Once we got big enough not to need a grown-up looking after us, it became my job to watch Dog and Dave in the summers. But this year, Mama and Gina are letting them be out on their own, long as they stay out of trouble. I reckon they’re hoping the boys will keep each other busy enough that they won’t find their way into too much mischief. Some of their friends go to day camps, but others are in the same boat as us—not having enough money for such things. So they’ve got plenty of kids to hang around with.
I’m fixing to sit down on the dry sand and enjoy the sun on my face when I spy this surfer I’ve been keeping my eye on the last couple weeks. He’s got short-cropped hair and sea-green eyes. He is so cute.
He looks right sad, though, standing by his board near the shoreline, staring off like there’s something waiting for him out there in the water. Lord have mercy, he must have sensed me watching him. He’s looking right at me, his eyes connected to mine like he knows me, even though we’ve never spoken a word. I’m getting all flushed, like I’m the one who’s been in the sun all afternoon without protection instead of my stupid brother.
Goodness, I’m smiling at him. How can you not when someone looks at you like that, his eyes all shiny like he’s glad to see me? Whoa man, I’m getting worked up. My face must be red as a hornet’s hairy behind. I’ve got to turn away. Not that I want to—I don’t—but I mean, I have to. John Brown it, where is my bike? Okay, I caught my breath, I’m going to look back at him. Hell in a handbasket, he’s gone.

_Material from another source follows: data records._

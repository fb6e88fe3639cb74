use kit::{json, json_status, AppError, FrameworkError, GroupRouter, Request, Response};
use sea_orm::{
    ActiveModelTrait, ColumnTrait, EntityTrait, PaginatorTrait, QueryFilter, QueryOrder, Set,
};
use serde::Deserialize;
use validator::Validate;

use super::{deleted, id};
use crate::models::{city, province};

#[derive(Debug, Deserialize, Validate)]
pub struct ProvincePayload {
    #[validate(length(min = 1, max = 100, message = "name must be 1 to 100 characters"))]
    pub name: String,
}

pub fn routes(r: GroupRouter) -> GroupRouter {
    r.get("/", index)
        .get("/{id}", show)
        .get("/{id}/cities", cities)
        .post("/", store)
        .update("/{id}", update)
        .delete("/{id}", destroy)
}

async fn find(req: &Request) -> Result<province::Model, FrameworkError> {
    province::Entity::find_by_id(id(req)?)
        .one(req.db()?.conn())
        .await?
        .ok_or_else(|| FrameworkError::model_not_found("Province"))
}

async fn ensure_unique(req: &Request, name: &str) -> Result<(), FrameworkError> {
    let taken = province::Entity::find()
        .filter(province::Column::Name.eq(name))
        .count(req.db()?.conn())
        .await?;
    if taken > 0 {
        return Err(AppError::conflict("Province name already exists").into());
    }
    Ok(())
}

pub async fn index(req: Request) -> Response {
    let provinces = province::Entity::find()
        .order_by_asc(province::Column::Name)
        .all(req.db()?.conn())
        .await
        .map_err(FrameworkError::from)?;
    json(serde_json::json!(provinces))
}

pub async fn show(req: Request) -> Response {
    json(serde_json::json!(find(&req).await?))
}

/// Cities of one province
pub async fn cities(req: Request) -> Response {
    let province = find(&req).await?;
    let cities = city::Entity::find()
        .filter(city::Column::ProvinceId.eq(province.id))
        .order_by_asc(city::Column::Name)
        .all(req.db()?.conn())
        .await
        .map_err(FrameworkError::from)?;
    json(serde_json::json!(cities))
}

pub async fn store(req: Request) -> Response {
    let payload: ProvincePayload = req.validated()?;
    ensure_unique(&req, &payload.name).await?;

    let province = province::ActiveModel {
        name: Set(payload.name),
        ..Default::default()
    }
    .insert(req.db()?.conn())
    .await
    .map_err(FrameworkError::from)?;

    json_status(201, serde_json::json!(province))
}

pub async fn update(req: Request) -> Response {
    let existing = find(&req).await?;
    let payload: ProvincePayload = req.validated()?;
    if payload.name != existing.name {
        ensure_unique(&req, &payload.name).await?;
    }

    let mut active: province::ActiveModel = existing.into();
    active.name = Set(payload.name);
    let province = active
        .update(req.db()?.conn())
        .await
        .map_err(FrameworkError::from)?;
    json(serde_json::json!(province))
}

pub async fn destroy(req: Request) -> Response {
    let province = find(&req).await?;
    let db = req.db()?.conn();

    let cities = city::Entity::find()
        .filter(city::Column::ProvinceId.eq(province.id))
        .count(db)
        .await
        .map_err(FrameworkError::from)?;
    if cities > 0 {
        return Err(AppError::conflict("Province still has cities").into());
    }

    province::Entity::delete_by_id(province.id)
        .exec(db)
        .await
        .map_err(FrameworkError::from)?;
    deleted("Province")
}
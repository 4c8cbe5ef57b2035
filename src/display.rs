//! User-facing output of the recommendation run.
//!
//! The orchestrator reports every step through [`RecommendationDisplay`];
//! [`ConsoleDisplay`] renders it to the terminal with crossterm colours.

use crossterm::style::Stylize;

use crate::album_search::SearchError;
use crate::artist_match::MatchResult;
use crate::model_gateway::ModelFailure;
use crate::recommendation::Recommendation;

pub trait RecommendationDisplay {
    fn missing_metadata(&mut self);
    fn getting_recommendations(&mut self, artist: &str, album: &str, dry_run: bool);
    fn model_failure(&mut self, failure: &ModelFailure);
    fn raw_recommendations(&mut self, text: &str);

    fn searching(&mut self, recommendation: &Recommendation);
    fn added(&mut self, result: &MatchResult);
    fn found(&mut self, result: &MatchResult);
    fn not_found(&mut self, recommendation: &Recommendation);
    fn search_failed(&mut self, recommendation: &Recommendation, error: &SearchError);
    fn enqueue_failed(&mut self, result: &MatchResult, error: &str);

    fn apply_summary(&mut self, added: usize);
    fn dry_run_summary(&mut self, found: usize, total: usize);

    fn explanation_header(&mut self);
    fn general_explanation(&mut self, text: &str);
    fn individual_header(&mut self);
    fn specific_explanation(&mut self, index: usize, recommendation: &Recommendation, text: &str);
    /// Low-priority notice for an explanation that could not be fetched.
    fn explanation_failed(&mut self, message: &str);
}

/// Renders to stdout.
#[derive(Debug, Default)]
pub struct ConsoleDisplay;

impl RecommendationDisplay for ConsoleDisplay {
    fn missing_metadata(&mut self) {
        println!(
            "{} Unable to determine the current artist and album. \
             Start playback of an album and try again.",
            "Error:".red()
        );
    }

    fn getting_recommendations(&mut self, artist: &str, album: &str, dry_run: bool) {
        if dry_run {
            print!("{} ", "TEST MODE:".yellow().bold());
        }
        println!(
            "Getting AI recommendations for: {} - {}",
            artist.blue().bold(),
            album.yellow().bold()
        );
    }

    fn model_failure(&mut self, failure: &ModelFailure) {
        match failure {
            ModelFailure::MissingCredential { env_var, key_file } => {
                println!("{} OpenAI API key not found", "Error:".red());
                println!("Please set your OpenAI API key:");
                println!("  - Environment: export {}=your_key_here", env_var);
                println!("  - Or add \"api_key\" to: {}", key_file);
            }
            other => println!("{}", other.to_string().red()),
        }
    }

    fn raw_recommendations(&mut self, text: &str) {
        println!("\n{}\n{}\n", "AI Recommendations:".green().bold(), text);
    }

    fn searching(&mut self, recommendation: &Recommendation) {
        println!(
            "Searching for: {} - {}",
            recommendation.artist.as_str().cyan(),
            recommendation.album.as_str().yellow()
        );
    }

    fn added(&mut self, result: &MatchResult) {
        println!(
            "  Added: {}",
            format!("{} - {}", result.artist, result.title).green()
        );
    }

    fn found(&mut self, result: &MatchResult) {
        println!(
            "  Found: {} ({}) - {} tracks",
            format!("{} - {}", result.artist, result.title).green(),
            result.date,
            result.tracks
        );
    }

    fn not_found(&mut self, recommendation: &Recommendation) {
        println!(
            "  {}",
            format!("No results found for {}", recommendation).red()
        );
    }

    fn search_failed(&mut self, _recommendation: &Recommendation, error: &SearchError) {
        println!("  {}", error.to_string().red());
    }

    fn enqueue_failed(&mut self, result: &MatchResult, error: &str) {
        println!(
            "  {}",
            format!("Could not add {} - {}: {}", result.artist, result.title, error).red()
        );
    }

    fn apply_summary(&mut self, added: usize) {
        println!(
            "\n{}",
            format!("Successfully added {} albums to queue!", added).green().bold()
        );
    }

    fn dry_run_summary(&mut self, found: usize, total: usize) {
        println!(
            "\n{} Found {} out of {} recommendations in the catalog",
            "Test Summary:".blue().bold(),
            found,
            total
        );
        println!("{}", "Run without --test to actually add albums to queue".dim());
    }

    fn explanation_header(&mut self) {
        println!("\n{}", "AI Explanation".magenta().bold());
    }

    fn general_explanation(&mut self, text: &str) {
        println!("\n{}\n{}", "Why these recommendations?".cyan().bold(), text);
    }

    fn individual_header(&mut self) {
        println!("\n{}", "Individual explanations:".cyan().bold());
    }

    fn specific_explanation(&mut self, index: usize, recommendation: &Recommendation, text: &str) {
        println!("\n{}", format!("{}. {}", index, recommendation).yellow());
        println!("   {}", text);
    }

    fn explanation_failed(&mut self, message: &str) {
        println!("{}", message.dim());
    }
}
#[cfg(test)]
mod tests {
    use super::*;
    use clap::CommandFactory;

    fn parse(args: &[&str]) -> Result<Cli, clap::Error> {
        Cli::try_parse_from(std::iter::once("blue").chain(args.iter().copied()))
    }

    #[test]
    fn test_cli_definition() {
        Cli::command().debug_assert();
    }

    #[test]
    fn test_global_options_become_config_layer() {
        let cli = parse(&["config", "--show", "--base-url", "http://localhost:8080/v1", "--port", "11001"]).unwrap();
        assert!(matches!(cli.command, Commands::Config { show: true, save_defaults: false }));

        let config = cmdline_config(&cli);
        assert_eq!(config.base_url.as_deref(), Some("http://localhost:8080/v1"));
        assert_eq!(config.port, Some(11001));
        assert_eq!(config.no_cache, None);

        assert!(parse(&["config", "--show", "--save-defaults"]).is_err());
    }

    #[test]
    fn test_queue_commands() {
        assert!(matches!(parse(&["next"]).unwrap().command, Commands::Next { album: false }));
        assert!(matches!(parse(&["next", "--album"]).unwrap().command, Commands::Next { album: true }));
        assert!(matches!(
            parse(&["cleanup"]).unwrap().command,
            Commands::Cleanup { list: false, album: None }
        ));
        assert!(matches!(
            parse(&["cleanup", "--album", "2"]).unwrap().command,
            Commands::Cleanup { album: Some(2), .. }
        ));
        assert!(parse(&["cleanup", "--list", "--album", "2"]).is_err());
        assert!(matches!(parse(&["preview", "5236402"]).unwrap().command, Commands::Tracks { album_id: 5236402 }));
    }

    #[test]
    fn test_search_and_volume_arguments() {
        let cli = parse(&["search", "--song", "alison", "--add", "1"]).unwrap();
        match cli.command {
            Commands::Search { query, song, add } => {
                assert_eq!(query, vec!["alison"]);
                assert!(song);
                assert_eq!(add, Some(1));
            }
            _ => panic!("expected search"),
        }

        assert!(parse(&["volume", "101"]).is_err());
        assert!(matches!(parse(&["volume"]).unwrap().command, Commands::Volume { level: None }));
    }

    #[test]
    fn test_pick_and_progress() {
        let items = ["a", "b"];
        assert_eq!(pick(&items, 2), Ok(&"b"));
        assert!(pick(&items, 0).is_err());
        assert!(pick(&items, 3).is_err());

        let track = TrackMetadata {
            secs: Some(62),
            totlen: Some(231),
            ..Default::default()
        };
        assert_eq!(progress(&track), " [1:02 / 3:51 (26%)]");
        assert_eq!(progress(&TrackMetadata::default()), "");
    }
}
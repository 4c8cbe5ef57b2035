//! Simple file-based cache for catalog searches.
//!
//! Results are stored as JSON keyed by a hash of the search kind and query.
//! The cache lives in `~/.cache/blue/search.cache` as a plain text file with
//! one entry per line:  `<hex-hash> <unix-seconds> <json>`
//!
//! Later lines win, so refreshing an entry is just another append.  A cache
//! that cannot be read or written never fails a search.

use std::cell::RefCell;
use std::collections::HashMap;
use std::error::Error;
use std::fs;
use std::io::{BufRead, BufReader, Write};
use std::path::{Path, PathBuf};
use std::time::{Duration, SystemTime, UNIX_EPOCH};

use serde::de::DeserializeOwned;
use serde::Serialize;
use tracing::debug;

use crate::catalog::{ArtistRecord, CatalogRecord, CatalogSearch};

/// Return the path to the cache file (`~/.cache/blue/search.cache`).
pub fn default_cache_path() -> Option<PathBuf> {
    std::env::var_os("HOME").map(|h| PathBuf::from(h).join(".cache").join("blue").join("search.cache"))
}

/// 64-bit FNV-1a, hex encoded.
fn hash_bytes(data: &[u8]) -> String {
    let mut h: u64 = 0xcbf29ce484222325;
    for &b in data {
        h ^= b as u64;
        h = h.wrapping_mul(0x100000001b3);
    }
    format!("{:016x}", h)
}

fn cache_key(kind: &str, query: &str) -> String {
    hash_bytes(format!("{}\n{}", kind, query.trim().to_lowercase()).as_bytes())
}

fn now_secs() -> u64 {
    SystemTime::now()
        .duration_since(UNIX_EPOCH)
        .map(|d| d.as_secs())
        .unwrap_or(0)
}

#[derive(Debug, Clone)]
struct Entry {
    stored_at: u64,
    json: String,
}

/// Load the full cache file; unreadable files and broken lines are skipped.
fn load_entries(path: &Path) -> HashMap<String, Entry> {
    let mut map = HashMap::new();
    let file = match fs::File::open(path) {
        Ok(f) => f,
        Err(_) => return map,
    };
    for line in BufReader::new(file).lines().map_while(Result::ok) {
        let mut parts = line.splitn(3, ' ');
        let (Some(key), Some(ts), Some(json)) = (parts.next(), parts.next(), parts.next()) else {
            continue;
        };
        let Ok(stored_at) = ts.parse() else {
            continue;
        };
        map.insert(
            key.to_string(),
            Entry {
                stored_at,
                json: json.to_string(),
            },
        );
    }
    map
}

fn append_entry(path: &Path, key: &str, stored_at: u64, json: &str) {
    if let Some(parent) = path.parent() {
        let _ = fs::create_dir_all(parent);
    }
    match fs::OpenOptions::new().create(true).append(true).open(path) {
        Ok(mut f) => {
            // serde_json output has no raw newlines, keep it that way
            let one_line = json.replace('\n', " ").replace('\r', "");
            if let Err(e) = writeln!(f, "{} {} {}", key, stored_at, one_line) {
                debug!("cannot write search cache {}: {}", path.display(), e);
            }
        }
        Err(e) => debug!("cannot open search cache {}: {}", path.display(), e),
    }
}

/// [`CatalogSearch`] wrapper that memoizes non-empty results on disk.
pub struct CachedCatalog<C> {
    inner: C,
    path: Option<PathBuf>,
    ttl: Duration,
    entries: RefCell<HashMap<String, Entry>>,
}

impl<C: CatalogSearch> CachedCatalog<C> {
    /// Cache in the default location.
    pub fn new(inner: C, ttl: Duration) -> Self {
        Self::with_path(inner, default_cache_path(), ttl)
    }

    /// Cache in `path`; `None` keeps the cache in memory only.
    pub fn with_path(inner: C, path: Option<PathBuf>, ttl: Duration) -> Self {
        let entries = path.as_deref().map(load_entries).unwrap_or_default();
        debug!("search cache: {} entries loaded", entries.len());
        CachedCatalog {
            inner,
            path,
            ttl,
            entries: RefCell::new(entries),
        }
    }

    pub fn inner(&self) -> &C {
        &self.inner
    }

    fn lookup<T: DeserializeOwned>(&self, key: &str, now: u64) -> Option<Vec<T>> {
        let entries = self.entries.borrow();
        let entry = entries.get(key)?;
        if now.saturating_sub(entry.stored_at) > self.ttl.as_secs() {
            return None;
        }
        serde_json::from_str(&entry.json).ok()
    }

    fn store<T: Serialize>(&self, key: String, items: &[T], now: u64) {
        let json = match serde_json::to_string(items) {
            Ok(json) => json,
            Err(e) => {
                debug!("cannot serialize search results: {}", e);
                return;
            }
        };
        if let Some(path) = &self.path {
            append_entry(path, &key, now, &json);
        }
        self.entries.borrow_mut().insert(key, Entry { stored_at: now, json });
    }

    fn cached<T, F>(&self, kind: &str, query: &str, fetch: F) -> Result<Vec<T>, Box<dyn Error>>
    where
        T: Serialize + DeserializeOwned,
        F: FnOnce() -> Result<Vec<T>, Box<dyn Error>>,
    {
        let key = cache_key(kind, query);
        let now = now_secs();

        if let Some(items) = self.lookup(&key, now) {
            debug!("search cache hit: {} {:?}", kind, query);
            return Ok(items);
        }

        debug!("search cache miss: {} {:?}", kind, query);
        let items = fetch()?;
        if !items.is_empty() {
            self.store(key, &items, now);
        }
        Ok(items)
    }
}

impl<C: CatalogSearch> CatalogSearch for CachedCatalog<C> {
    fn search_albums(&self, query: &str) -> Result<Vec<CatalogRecord>, Box<dyn Error>> {
        self.cached("albums", query, || self.inner.search_albums(query))
    }

    fn search_artists(&self, query: &str) -> Result<Vec<ArtistRecord>, Box<dyn Error>> {
        self.cached("artists", query, || self.inner.search_artists(query))
    }

    fn artist_albums(&self, artist_id: &str) -> Result<Vec<CatalogRecord>, Box<dyn Error>> {
        self.cached("artist_albums", artist_id, || self.inner.artist_albums(artist_id))
    }
}

#[cfg(test)]
mod tests {
    use super::*;
    use std::cell::Cell;

    struct CountingCatalog {
        calls: Cell<u32>,
        albums: Vec<CatalogRecord>,
    }

    impl CountingCatalog {
        fn new(albums: Vec<CatalogRecord>) -> Self {
            CountingCatalog {
                calls: Cell::new(0),
                albums,
            }
        }
    }

    impl CatalogSearch for CountingCatalog {
        fn search_albums(&self, _query: &str) -> Result<Vec<CatalogRecord>, Box<dyn Error>> {
            self.calls.set(self.calls.get() + 1);
            Ok(self.albums.clone())
        }

        fn search_artists(&self, _query: &str) -> Result<Vec<ArtistRecord>, Box<dyn Error>> {
            self.calls.set(self.calls.get() + 1);
            Err("catalog unavailable".into())
        }
    }

    fn ride() -> Vec<CatalogRecord> {
        vec![CatalogRecord::new("42", "Ride", "Nowhere", "1990-10-15", "8")]
    }

    const DAY: Duration = Duration::from_secs(24 * 60 * 60);

    #[test]
    fn test_second_search_is_served_from_cache() {
        let dir = tempfile::tempdir().unwrap();
        let path = dir.path().join("blue").join("search.cache");
        let cache = CachedCatalog::with_path(CountingCatalog::new(ride()), Some(path.clone()), DAY);

        assert_eq!(cache.search_albums("Ride Nowhere").unwrap(), ride());
        assert_eq!(cache.search_albums("  ride nowhere ").unwrap(), ride());
        assert_eq!(cache.inner().calls.get(), 1);

        let text = fs::read_to_string(&path).unwrap();
        assert_eq!(text.lines().count(), 1);
        assert!(text.contains("\"Nowhere\""));
    }

    #[test]
    fn test_cache_survives_reload() {
        let dir = tempfile::tempdir().unwrap();
        let path = dir.path().join("search.cache");

        let first = CachedCatalog::with_path(CountingCatalog::new(ride()), Some(path.clone()), DAY);
        first.search_albums("Ride Nowhere").unwrap();

        let second = CachedCatalog::with_path(CountingCatalog::new(vec![]), Some(path), DAY);
        assert_eq!(second.search_albums("Ride Nowhere").unwrap(), ride());
        assert_eq!(second.inner().calls.get(), 0);
    }

    #[test]
    fn test_expired_entries_are_refetched() {
        let dir = tempfile::tempdir().unwrap();
        let path = dir.path().join("search.cache");
        let key = cache_key("albums", "Ride Nowhere");
        let stale = now_secs() - 2 * DAY.as_secs();
        fs::write(&path, format!("{} {} []\n", key, stale)).unwrap();

        let cache = CachedCatalog::with_path(CountingCatalog::new(ride()), Some(path), DAY);
        assert_eq!(cache.search_albums("Ride Nowhere").unwrap(), ride());
        assert_eq!(cache.inner().calls.get(), 1);
    }

    #[test]
    fn test_empty_results_and_errors_are_not_cached() {
        let cache = CachedCatalog::with_path(CountingCatalog::new(vec![]), None, DAY);

        assert!(cache.search_albums("Nothing").unwrap().is_empty());
        assert!(cache.search_albums("Nothing").unwrap().is_empty());
        assert!(cache.search_artists("Ride").is_err());
        assert!(cache.search_artists("Ride").is_err());
        assert_eq!(cache.inner().calls.get(), 4);
    }

    #[test]
    fn test_broken_lines_are_ignored() {
        let dir = tempfile::tempdir().unwrap();
        let path = dir.path().join("search.cache");
        let key = cache_key("albums", "Ride Nowhere");
        fs::write(&path, format!("garbage\n{} notanumber []\n{} {} {{broken\n", key, key, now_secs())).unwrap();

        let cache = CachedCatalog::with_path(CountingCatalog::new(ride()), Some(path), DAY);
        assert_eq!(cache.search_albums("Ride Nowhere").unwrap(), ride());
        assert_eq!(cache.inner().calls.get(), 1);
    }

    #[test]
    fn test_kinds_do_not_collide() {
        assert_ne!(cache_key("albums", "Ride"), cache_key("artists", "Ride"));
        assert_eq!(cache_key("albums", "Ride"), cache_key("albums", " RIDE "));
    }
}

I think I’ll head down the beach a ways, see if I can’t see where he got off to. “Dog, I’m warning you!” I yell. That ought to suffice. Anyhow, as I was saying, Mama and Gina have been friends ever since they were both working at the Piggly Wiggly. They kept on trading babysitting even after Mama got fired and started working at the Hardee’s. That was quite a few jobs back. Now she’s at the Family Dollar Store, which is two towns over. They’d have made her a manager by now if she was more dependable. But like I said, it ain’t like it’s her fault.
I got serious asthma, and sometimes it gets real bad and I need to go to the hospital, which is a ways from home, and when it’s real, real bad Mama’s got to carry me clear out to Wilmington for the right doctors. She may leave us alone at home near about every day, but she don’t never leave me at the hospital by myself. Mama don’t trust them folks any further than she can throw them. When we go in, her little notebook comes out, and down go all the doctors’ orders and nurses’ names, all to make sure nobody gives me the wrong medicines or nothing.